Sessão em Genebra avança em temas-chave, mas expõe disputas políticas, limites à sociedade civil e desafios à responsabilização empresarial.
Com informações de Homa – Centro de Direitos Humanos e Empresas.
Entre os dias 16 e 20 de dezembro de 2024, ocorreu em Genebra a 10ª sessão de negociação do Grupo de Trabalho Intergovernamental Aberto sobre Empresas Transnacionais e Direitos Humanos, no âmbito do Conselho de Direitos Humanos das Nações Unidas. O processo busca a construção de um instrumento internacional juridicamente vinculante para responsabilizar empresas por violações de direitos humanos, uma demanda histórica de organizações da sociedade civil em todo o mundo.
A Justiça Global acompanhou as negociações por meio do Homa – Centro de Direitos Humanos e Empresas, que participa do processo desde sua criação, em 2014. As contribuições apresentadas foram baseadas em análise comparativa entre o rascunho do tratado em discussão e o Projeto de Lei 572/22, que propõe um marco nacional sobre o tema no Brasil.
Apesar de avanços relevantes no conteúdo debatido, a sessão foi marcada por limitações significativas à participação da sociedade civil. A alteração de última hora no calendário, tradicionalmente realizado em outubro, para dezembro impôs barreiras logísticas e financeiras, especialmente para organizações do Sul Global. O aumento de custos e a ausência de mecanismos de apoio inviabilizaram a presença de diversas entidades, reduzindo a pluralidade de vozes no processo.
A mudança também se refletiu no espaço físico das negociações, com a transferência para uma sala menor, o que evidenciou a diminuição do quórum. Ainda assim, as discussões avançaram até o Artigo 11 do texto, consolidando debates importantes.
Entre os principais pontos abordados, destacou-se a inclusão do direito ao meio ambiente limpo, saudável e sustentável como direito humano. A proposta, alinhada a resoluções recentes da Assembleia Geral da ONU, enfrentou resistência de delegações como a dos Estados Unidos e de representantes empresariais, sinalizando disputas que tendem a se intensificar no cenário político internacional.
Outro eixo de debate foi a definição conceitual entre “abuso” e “violação” de direitos humanos, além das tentativas de condicionar a aplicação do tratado às legislações nacionais, o que pode fragilizar sua efetividade. Também foram levantadas preocupações sobre conflitos de interesse entre especialistas envolvidos e sobre a crescente influência de atores corporativos no processo, apontada por organizações da sociedade civil como um risco de captura das negociações.

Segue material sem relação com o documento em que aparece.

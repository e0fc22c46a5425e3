//! LLM Client: the single point of entry for all model calls.
//!
//! ARCHITECTURAL RULE: No other module may call a provider API directly.
//! Evaluation, cover letters and résumé points all go through `ModelClient`.
//!
//! Two providers are wired, Gemini and OpenAI. Both return the raw text the
//! model produced; shape guarantees are the normalizer's job.

use std::fmt;
use std::sync::Arc;
use std::time::Duration;

use async_trait::async_trait;
use reqwest::{Client, RequestBuilder, Response};
use serde::{Deserialize, Serialize};
use thiserror::Error;
use tracing::warn;

#[cfg(test)]
pub mod fake;
pub mod gemini;
pub mod openai;
pub mod prompts;

pub use gemini::GeminiClient;
pub use openai::OpenAiClient;

const REQUEST_TIMEOUT_SECS: u64 = 120;
const MAX_RETRIES: u32 = 3;

#[derive(Debug, Error)]
pub enum LlmError {
    #[error("HTTP error: {0}")]
    Http(#[from] reqwest::Error),

    #[error("API error (status {status}): {message}")]
    Api { status: u16, message: String },

    #[error("JSON parse error: {0}")]
    Parse(#[from] serde_json::Error),

    #[error("Rate limited after {retries} retries")]
    RateLimited { retries: u32 },

    #[error("LLM returned empty content")]
    EmptyContent,
}

/// Which provider handles a call.
#[derive(Debug, Clone, Copy, Default, PartialEq, Eq, Hash, Serialize, Deserialize)]
#[serde(rename_all = "lowercase")]
pub enum ModelChoice {
    #[default]
    Gemini,
    Gpt,
}

impl fmt::Display for ModelChoice {
    fn fmt(&self, f: &mut fmt::Formatter<'_>) -> fmt::Result {
        match self {
            ModelChoice::Gemini => write!(f, "Gemini"),
            ModelChoice::Gpt => write!(f, "GPT"),
        }
    }
}

/// A hosted model that turns a prompt into raw text.
///
/// Carried in `AppState` as `Arc<dyn ModelClient>` so tests can swap in fakes.
#[async_trait]
pub trait ModelClient: Send + Sync {
    fn provider(&self) -> ModelChoice;

    /// Sends `prompt` unmodified and returns the model's text output.
    async fn call(&self, prompt: &str) -> Result<String, LlmError>;
}

/// Both providers, looked up by `ModelChoice`.
#[derive(Clone)]
pub struct ModelSet {
    pub gemini: Arc<dyn ModelClient>,
    pub gpt: Arc<dyn ModelClient>,
}

impl ModelSet {
    pub fn get(&self, choice: ModelChoice) -> &dyn ModelClient {
        match choice {
            ModelChoice::Gemini => self.gemini.as_ref(),
            ModelChoice::Gpt => self.gpt.as_ref(),
        }
    }
}

pub(crate) fn build_http_client() -> Result<Client, LlmError> {
    Ok(Client::builder()
        .timeout(Duration::from_secs(REQUEST_TIMEOUT_SECS))
        .build()?)
}

/// Sends a request with retry on 429 and 5xx, exponential backoff (1s, 2s).
///
/// `make_request` is called once per attempt. `error_message` pulls the
/// provider-specific message out of a non-success body.
pub(crate) async fn send_with_retry<F>(
    provider: ModelChoice,
    make_request: impl Fn() -> RequestBuilder,
    error_message: F,
) -> Result<Response, LlmError>
where
    F: Fn(&str) -> Option<String>,
{
    let mut last_error: Option<LlmError> = None;

    for attempt in 0..MAX_RETRIES {
        if attempt > 0 {
            let delay = Duration::from_millis(1000 * (1 << (attempt - 1)));
            warn!(
                "{provider} call attempt {} failed, retrying after {}ms...",
                attempt,
                delay.as_millis()
            );
            tokio::time::sleep(delay).await;
        }

        let response = match make_request().send().await {
            Ok(r) => r,
            Err(e) => {
                last_error = Some(LlmError::Http(e));
                continue;
            }
        };

        let status = response.status();

        if status.as_u16() == 429 || status.is_server_error() {
            let body = response.text().await.unwrap_or_default();
            warn!("{provider} API returned {}: {}", status, body);
            last_error = Some(LlmError::Api {
                status: status.as_u16(),
                message: body,
            });
            continue;
        }

        if !status.is_success() {
            let body = response.text().await.unwrap_or_default();
            let message = error_message(&body).unwrap_or(body);
            return Err(LlmError::Api {
                status: status.as_u16(),
                message,
            });
        }

        return Ok(response);
    }

    Err(last_error.unwrap_or(LlmError::RateLimited {
        retries: MAX_RETRIES,
    }))
}

#[cfg(test)]
mod tests {
    use super::*;

    #[test]
    fn test_model_choice_serde_lowercase() {
        let choice: ModelChoice = serde_json::from_str(r#""gpt""#).unwrap();
        assert_eq!(choice, ModelChoice::Gpt);
        assert_eq!(serde_json::to_string(&ModelChoice::Gemini).unwrap(), r#""gemini""#);
    }

    #[test]
    fn test_model_choice_default_is_gemini() {
        assert_eq!(ModelChoice::default(), ModelChoice::Gemini);
    }

    #[test]
    fn test_model_choice_display() {
        assert_eq!(ModelChoice::Gemini.to_string(), "Gemini");
        assert_eq!(ModelChoice::Gpt.to_string(), "GPT");
    }
}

No que diz respeito à posição brasileira, houve avanços importantes. A delegação passou a adotar a terminologia “violação” e “obrigação”, reforçando a perspectiva de responsabilização, além de incorporar o reconhecimento de comunidades afetadas como sujeitos coletivos de direitos. O Brasil também destacou princípios como a centralidade das vítimas, a primazia dos direitos humanos e o direito à reparação integral.
Outro ponto relevante foi a defesa da inclusão de instituições financeiras no escopo do tratado, reconhecendo seu papel indireto em violações por meio de financiamentos. No entanto, ainda há lacunas quanto à apresentação de propostas concretas para fortalecer dispositivos centrais, como os que tratam de responsabilidade e jurisdição.
A publicação dos relatórios oficiais da sessão ainda é aguardada. A partir desses documentos, o Homa e a Justiça Global irão aprofundar a análise e formular novas contribuições para a 11ª rodada de negociações, já prevista para outubro de 2025.
O processo segue como um dos principais espaços internacionais para avançar na responsabilização de empresas por violações de direitos humanos, mas os desafios políticos, institucionais e de participação continuam sendo determinantes para o seu futuro.